Most recently, Justice Ginsburg commented on the controversy surrounding San Francisco 49ers quarterback Colin Kaepernick and his refusal to stand during the playing of the national anthem in protest of the numerous police shootings of unarmed black men across America.

“I think it’s dumb and disrespectful,” Ginsburg said. “I think it’s a terrible thing to do.” She compared Kaepernick’s fieldside bended knee to the act of burning an American flag. “Would I arrest them for doing it? No. … If they want to be stupid, there is no law that should be preventive,” she said.

In response to Ginsburg’s comment, Kaepernick simply said, “It is disappointing to hear a Supreme Court justice call a protest against injustice and oppression ‘stupid’ (and) ‘dumb.'”

Days later, Ginsburg issued an apology for her comments, confessing she knew little about the circumstances of Kaepernick’s protest.

You’d think Justice Ginsburg would have learned her lesson. Back in July, she made news when she broke the age-old taboo of judges offering their personal opinions, especially political opinions. When asked by the Associated Press about the possibility of Donald Trump winning the White House, and what that might mean for future Supreme Court nominees, Ginsburg answered: “I don’t want to think about that possibility. But if it should be, then everything is up for grabs.”

Two days later, on July 10, she was quoted in The New York Times as saying, “I can’t imagine what the country would be with Donald Trump as our president.” And she again addressed what a Trump presidency would mean for the high court: “For the country, it could be four years.
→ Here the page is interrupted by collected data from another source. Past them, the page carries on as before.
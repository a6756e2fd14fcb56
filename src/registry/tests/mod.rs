//! Shared test utilities and fixtures for standard registry tests

use crate::error::CropwatchError;
use crate::models::{ProfilePatch, StandardProfile};
use crate::registry::{InMemoryStandardStore, StandardRegistry, StandardStore};
use async_trait::async_trait;
use std::sync::Arc;
use std::sync::atomic::{AtomicUsize, Ordering};


/// Create a test profile with the same value for every threshold
pub fn create_test_profile(id: i64, period_key: &str, value: f64) -> StandardProfile {
    StandardProfile {
        id,
        ndvi: value,
        ndwi: value,
        gli: value,
        precipitation: value,
        soil_moisture: value,
        standard_zone: period_key.to_string(),
        standard_default_zone: None,
        standard_range: None,
    }
}

/// Create a default profile keyed by `StandardDefaultZone`
pub fn create_default_profile(id: i64, period_key: &str, value: f64) -> StandardProfile {
    StandardProfile {
        standard_default_zone: Some(period_key.to_string()),
        ..create_test_profile(id, period_key, value)
    }
}

/// Active profiles for every period plus matching defaults with other values
pub fn create_test_store() -> InMemoryStandardStore {
    let active = vec![
        create_test_profile(1, "Emergence", 0.1),
        create_test_profile(2, "Tillering", 0.2),
        create_test_profile(3, "StemElongation", 0.3),
        create_test_profile(4, "Maturity", 0.4),
    ];
    let defaults = vec![
        create_default_profile(1, "Emergence", 0.5),
        create_default_profile(2, "Tillering", 0.6),
        create_default_profile(3, "StemElongation", 0.7),
        create_default_profile(4, "Maturity", 0.8),
    ];
    InMemoryStandardStore::new(active, defaults)
}

/// Registry over `store` with active profiles already fetched
pub async fn create_loaded_registry(store: InMemoryStandardStore) -> StandardRegistry {
    let mut registry = StandardRegistry::new(Arc::new(store));
    registry
        .fetch_active()
        .await
        .expect("in-memory fetch cannot fail");
    registry
}

/// In-memory store whose patches start failing once `allowed` have succeeded
pub struct FailingPatchStore {
    inner: InMemoryStandardStore,
    remaining: AtomicUsize,
}

impl FailingPatchStore {
    pub fn new(inner: InMemoryStandardStore, allowed: usize) -> Self {
        Self {
            inner,
            remaining: AtomicUsize::new(allowed),
        }
    }
}

#[async_trait]
impl StandardStore for FailingPatchStore {
    async fn list_active(&self) -> crate::error::Result<Vec<StandardProfile>> {
        self.inner.list_active().await
    }

    async fn list_defaults(&self) -> crate::error::Result<Vec<StandardProfile>> {
        self.inner.list_defaults().await
    }

    async fn patch(&self, id: i64, patch: &ProfilePatch) -> crate::error::Result<()> {
        let granted = self
            .remaining
            .fetch_update(Ordering::SeqCst, Ordering::SeqCst, |n| n.checked_sub(1))
            .is_ok();
        if !granted {
            return Err(CropwatchError::upstream("failing_patch", "write rejected"));
        }
        self.inner.patch(id, patch).await
    }

    fn name(&self) -> &str {
        "failing_patch"
    }
}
For the court, it could be — I don’t even want to contemplate that.” She even noted that if her husband, Martin D. Ginsburg, were still alive, he would say of a Trump presidency, “It’s time for us to move to New Zealand.”

Justice Ginsburg told CNN she thinks Trump is a “faker” who “has no consistency about him and says whatever comes into his head at the moment.” Apparently unaware that she had been saying whatever has come into (SET ITAL) her (END ITAL) head about the Republican candidate, she also criticized the media for not demanding more forcefully that Trump release his income tax returns.
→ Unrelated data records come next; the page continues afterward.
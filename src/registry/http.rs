//! REST-backed standard store
//!
//! `GET {base}/standard/`, `GET {base}/standarddefault/` and
//! `PATCH {base}/standard/{id}` with the five thresholds and the period key
//! as a JSON body.

use async_trait::async_trait;
use serde_json::Value;
use tracing::{debug, instrument};

use crate::constants::{STANDARD_DEFAULT_PATH, STANDARD_PATH};
use crate::error::{CropwatchError, Result};
use crate::models::{ProfilePatch, ProfileSource, StandardProfile};

use super::store::StandardStore;
use super::wire::decode_profiles;

#[derive(Debug, Clone)]
pub struct HttpStandardStore {
    client: reqwest::Client,
    base_url: String,
}

impl HttpStandardStore {
    pub fn new(client: reqwest::Client, base_url: impl Into<String>) -> Self {
        let base_url = base_url.into().trim_end_matches('/').to_string();
        Self { client, base_url }
    }

    fn collection_url(&self, source: ProfileSource) -> String {
        let path = match source {
            ProfileSource::Active => STANDARD_PATH,
            ProfileSource::Default => STANDARD_DEFAULT_PATH,
        };
        format!("{}/{}/", self.base_url, path)
    }

    async fn get_collection(&self, source: ProfileSource) -> Result<Vec<StandardProfile>> {
        let url = self.collection_url(source);
        let response = self.client.get(&url).send().await?;
        let status = response.status();
        if !status.is_success() {
            return Err(CropwatchError::upstream(url, format!("HTTP {status}")));
        }
        let payload: Value = response.json().await?;
        Ok(decode_profiles(source, &payload))
    }
}

#[async_trait]
impl StandardStore for HttpStandardStore {
    async fn list_active(&self) -> Result<Vec<StandardProfile>> {
        self.get_collection(ProfileSource::Active).await
    }

    async fn list_defaults(&self) -> Result<Vec<StandardProfile>> {
        self.get_collection(ProfileSource::Default).await
    }

    #[instrument(skip(self, patch), fields(base_url = %self.base_url))]
    async fn patch(&self, id: i64, patch: &ProfilePatch) -> Result<()> {
        let url = format!("{}/{}/{}", self.base_url, STANDARD_PATH, id);
        let response = self.client.patch(&url).json(patch).send().await?;
        let status = response.status();
        if !status.is_success() {
            return Err(CropwatchError::upstream(url, format!("HTTP {status}")));
        }
        // The reply body is an acknowledgement, not a profile; callers re-fetch.
        debug!("Patched standard profile {} ({})", id, status);
        Ok(())
    }

    fn name(&self) -> &str {
        "http"
    }
}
She is not alone in that belief. But here’s the problem with all Justice Ginsburg’s public pronouncements: They reveal her bias. Judges are supposed to be guided solely by the law, not by personal opinion. That’s why we very rarely hear a judge discuss current events.

What if the outcome of this year’s presidential election suddenly becomes in dispute, like the 2000 George W. Bush-Al Gore contest? When that occurred, the Supreme Court was called upon to make the final ruling on whether to stop the Florida hand recount.
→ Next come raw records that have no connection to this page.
//! Label normalization for period and zone keys.
//!
//! Upstream profile keys arrive with stray whitespace and mixed case
//! ("Stem Elongation", "tillering "), so every key comparison goes through
//! [`normalize_label`].

use regex::Regex;
use std::sync::LazyLock;

static WHITESPACE: LazyLock<Regex> =
    LazyLock::new(|| Regex::new(r"\s+").expect("whitespace pattern is valid"));

/// Strip all whitespace and case-fold a label
pub fn normalize_label(label: &str) -> String {
    WHITESPACE.replace_all(label, "").to_lowercase()
}

/// Normalize an optional label; a missing label normalizes to the empty string
pub fn normalize_optional(label: Option<&str>) -> String {
    label.map(normalize_label).unwrap_or_default()
}

/// Compare two labels after normalization
pub fn labels_match(left: &str, right: &str) -> bool {
    normalize_label(left) == normalize_label(right)
}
Does anyone doubt that Trump, who has made a habit of calling our elections “rigged,” will launch another Gore-like challenge if he loses by a close margin? Then what will Justice Ginsburg do? Now that the country knows her anti-Trump stance, she should, at the very least, recuse herself from any case involving the presidential election.

The next president will likely be called upon to fill more than one high-court vacancy. Justice Clarence Thomas is 68. Justices Stephen Breyer and Anthony Kennedy are 78 and 80 years old, respectively.

At age 83, Ruth Bader Ginsburg should be encouraged to retire. Maybe a nice long trip to New Zealand is in order?

Rockland resident Diane Dimond is a syndicated columnist, author, regular guest on TV news programs, and correspondent for Newsweek/Daily Beast. Visit her at www.DianeDimond.net or reach her via email [email protected]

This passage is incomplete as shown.